Look through the material beneath and copy each line with the word "const".

────────

//! Static script skeletons with named `{{slot}}` placeholders.

use std::collections::BTreeMap;

use crate::error::RescueError;

const OPEN: &str = "{{";
const CLOSE: &str = "}}";

/// A skeleton text whose `{{name}}` placeholders are filled in one pass.
#[derive(Debug, Clone, Copy)]
pub struct Template {
    name: &'static str,
    text: &'static str,
}

/// Slot values keyed by placeholder name.
pub type Slots<'a> = BTreeMap<&'static str, &'a str>;

impl Template {
    pub const fn new(name: &'static str, text: &'static str) -> Self {
        Self { name, text }
    }

    /// Substitutes every placeholder.
    ///
    /// Values are inserted as-is and never re-scanned, so a value may itself
    /// contain `{{...}}`. Fails if the skeleton names a slot that `slots`
    /// lacks, or if `slots` carries a name the skeleton never uses.
    pub fn render(&self, slots: &Slots<'_>) -> Result<String, RescueError> {
        let mut out = String::with_capacity(self.text.len() + slots.values().map(|v| v.len()).sum::<usize>());
        let mut used = Vec::new();
        let mut rest = self.text;

        while let Some(start) = rest.find(OPEN) {
            out.push_str(&rest[..start]);
            let after = &rest[start + OPEN.len()..];
            let Some(end) = after.find(CLOSE) else {
                return Err(RescueError::Template(format!(
                    "{}: unterminated placeholder",
                    self.name
                )));
            };

            let key = after[..end].trim();
            let Some(value) = slots.get(key) else {
                return Err(RescueError::Template(format!(
                    "{}: no value for slot '{}'",
                    self.name, key
                )));
            };
            out.push_str(value);
            used.push(key);
            rest = &after[end + CLOSE.len()..];
        }
        out.push_str(rest);

        if let Some(unused) = slots.keys().find(|k| !used.contains(*k)) {
            return Err(RescueError::Template(format!(
                "{}: slot '{}' is not used by the skeleton",
                self.name, unused
            )));
        }

        Ok(out)
    }
}
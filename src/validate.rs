//! Input normalization and validation.
//!
//! Pure: no I/O, no global state. Every rewrite of the disk designator is
//! recorded as a [`Warning`] so the operator-facing text can disclose it.

use tracing::debug;

use crate::config::{Architecture, Configuration, Distro, RawConfig, Warning};
use crate::error::RescueError;

/// Validates `raw` and returns the normalized configuration plus any notices.
pub fn validate(raw: &RawConfig) -> Result<(Configuration, Vec<Warning>), RescueError> {
    let (disk, warnings) = normalize_disk(&raw.disk_designator)?;
    let distro: Distro = raw.distro.parse()?;
    let architecture: Architecture = raw.architecture.parse()?;

    debug!(%disk, %distro, warnings = warnings.len(), "configuration validated");

    Ok((
        Configuration {
            disk,
            distro,
            issue_description: raw.issue_description.clone(),
            architecture,
            include_optimizations: raw.include_optimizations,
        },
        warnings,
    ))
}

/// Reduces a macOS disk designator to its whole-disk form (`disk<N>`).
///
/// Accepts `disk4`, `disk4s1`, `/dev/disk4`, `/dev/rdisk4s2`.
pub fn normalize_disk(input: &str) -> Result<(String, Vec<Warning>), RescueError> {
    let trimmed = input.trim();
    if trimmed.is_empty() {
        return Err(RescueError::invalid("disk designator", "must not be empty"));
    }

    let mut warnings = Vec::new();
    let mut current = trimmed.to_string();

    if let Some(rest) = current.strip_prefix("/dev/") {
        let bare = match rest.strip_prefix('r') {
            Some(raw) if raw.starts_with("disk") => raw,
            _ => rest,
        };
        let bare = bare.to_string();
        warnings.push(Warning::DevicePathStripped {
            original: current.clone(),
            normalized: bare.clone(),
        });
        current = bare;
    }

    let Some((base, partition)) = split_designator(&current) else {
        return Err(RescueError::invalid(
            "disk designator",
            format!("'{}' is not a disk identifier like disk4 or disk4s1", trimmed),
        ));
    };

    if partition.is_some() {
        let base = base.to_string();
        debug!(original = %current, normalized = %base, "partition suffix stripped");
        warnings.push(Warning::PartitionSuffixStripped {
            original: current.clone(),
            normalized: base.clone(),
        });
        current = base;
    }

    Ok((current, warnings))
}

/// Returns `true` for a bare whole-disk identifier such as `disk4`.
pub fn is_whole_disk(designator: &str) -> bool {
    matches!(split_designator(designator), Some((_, None)))
}

/// Splits `disk<N>[s<M>]` into (`disk<N>`, `Some("s<M>")`).
fn split_designator(s: &str) -> Option<(&str, Option<&str>)> {
    let digits = s.strip_prefix("disk")?;
    let unit_len = digits.bytes().take_while(u8::is_ascii_digit).count();
    if unit_len == 0 {
        return None;
    }

    let base = &s[.."disk".len() + unit_len];
    let suffix = &digits[unit_len..];
    if suffix.is_empty() {
        return Some((base, None));
    }

    let part = suffix.strip_prefix('s')?;
    if !part.is_empty() && part.bytes().all(|b| b.is_ascii_digit()) {
        Some((base, Some(suffix)))
    } else {
        None
    }
}

#[cfg(test)]
mod tests {
    use super::*;

    fn raw(disk: &str) -> RawConfig {
        RawConfig {
            disk_designator: disk.to_string(),
            ..RawConfig::default()
        }
    }

    #[test]
    fn whole_disk_passes_unchanged_without_warning() {
        for disk in ["disk0", "disk4", "disk12"] {
            let (normalized, warnings) = normalize_disk(disk).unwrap();
            assert_eq!(normalized, disk);
            assert!(warnings.is_empty());
        }
    }

    #[test]
    fn partition_suffix_is_stripped_and_recorded() {
        for (input, base) in [("disk4s1", "disk4"), ("disk2s10", "disk2"), ("disk13s2", "disk13")] {
            let (normalized, warnings) = normalize_disk(input).unwrap();
            assert_eq!(normalized, base);
            assert_eq!(
                warnings,
                vec![Warning::PartitionSuffixStripped {
                    original: input.to_string(),
                    normalized: base.to_string(),
                }]
            );
        }
    }

    #[test]
    fn device_paths_are_reduced_with_notice() {
        let (normalized, warnings) = normalize_disk("/dev/rdisk3s1").unwrap();
        assert_eq!(normalized, "disk3");
        assert_eq!(warnings.len(), 2);
        assert!(matches!(warnings[0], Warning::DevicePathStripped { .. }));
        assert!(matches!(warnings[1], Warning::PartitionSuffixStripped { .. }));
    }

    #[test]
    fn surrounding_whitespace_is_ignored() {
        let (normalized, warnings) = normalize_disk("  disk4\n").unwrap();
        assert_eq!(normalized, "disk4");
        assert!(warnings.is_empty());
    }

    #[test]
    fn empty_or_malformed_designators_are_rejected() {
        for bad in ["", "   ", "disk", "sda", "disk4s", "disk4p1", "disk4; rm -rf /", "$(reboot)"] {
            let err = normalize_disk(bad).unwrap_err();
            assert!(
                matches!(err, RescueError::InvalidConfig { .. }),
                "{bad:?} should be rejected"
            );
        }
    }

    #[test]
    fn validate_rejects_unknown_distro() {
        let mut r = raw("disk4");
        r.distro = "Slackware".to_string();
        assert!(matches!(
            validate(&r),
            Err(RescueError::InvalidConfig { field: "distro", .. })
        ));
    }

    #[test]
    fn validate_passes_flags_through() {
        let mut r = raw("disk5s2");
        r.include_optimizations = true;
        r.distro = "Linux Mint".to_string();
        let (cfg, warnings) = validate(&r).unwrap();
        assert_eq!(cfg.disk, "disk5");
        assert_eq!(cfg.distro, Distro::LinuxMint);
        assert!(cfg.include_optimizations);
        assert_eq!(warnings.len(), 1);
        assert!(is_whole_disk(&cfg.disk));
    }
}
use std::path::{Path, PathBuf};

use dialoguer::Confirm;

use grub_rescue::compose::host::HOST_SCRIPT_NAME;
use grub_rescue::compose::repair::SCRIPT_NAME;
use grub_rescue::output::{self, EXPLANATION_NAME};
use grub_rescue::{RescueBundle, RescueError};

use crate::{is_dry_run, ui};

/// Writes the bundle into `dir`, asking before replacing earlier files.
pub fn run(dir: &Path, bundle: &RescueBundle, interactive: bool) -> Result<(), RescueError> {
    let existing: Vec<PathBuf> = output::bundle_paths(dir)
        .into_iter()
        .filter(|p| p.exists())
        .collect();

    if !existing.is_empty() {
        for p in &existing {
            ui::print_warning(&format!("{} already exists.", p.display()));
        }
        if interactive {
            if !Confirm::new()
                .with_prompt("Overwrite the existing files?")
                .default(false)
                .interact()?
            {
                return Err(RescueError::Cancelled);
            }
        } else {
            ui::print_info("Non-interactive run: replacing them.");
        }
    }

    if is_dry_run() {
        for p in output::bundle_paths(dir) {
            ui::print_info(&format!("[dry-run] would write {}", p.display()));
        }
        return Ok(());
    }

    let pb = ui::spinner(format!("Writing bundle to {}…", dir.display()));
    let written = match output::write_bundle(dir, bundle) {
        Ok(w) => w,
        Err(e) => {
            pb.finish_and_clear();
            return Err(e);
        }
    };
    ui::done_spinner(pb, &format!("{} files written to {}.", written.len(), dir.display()));

    let linux = format!("sudo bash {SCRIPT_NAME}");
    println!();
    ui::print_kv_box(
        "Next steps",
        &[
            ("1. Mac", HOST_SCRIPT_NAME),
            ("2. Linux", linux.as_str()),
            ("Details", EXPLANATION_NAME),
        ],
    );
    Ok(())
}
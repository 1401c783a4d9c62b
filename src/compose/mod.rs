//! Script composition: line builders, slot templates, and the two composers.

pub mod edits;
pub mod host;
pub mod repair;
pub mod shell;
pub mod template;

────────

Answer for the task:
const OPEN: &str = "{{";
const CLOSE: &str = "}}";
    pub const fn new(name: &'static str, text: &'static str) -> Self {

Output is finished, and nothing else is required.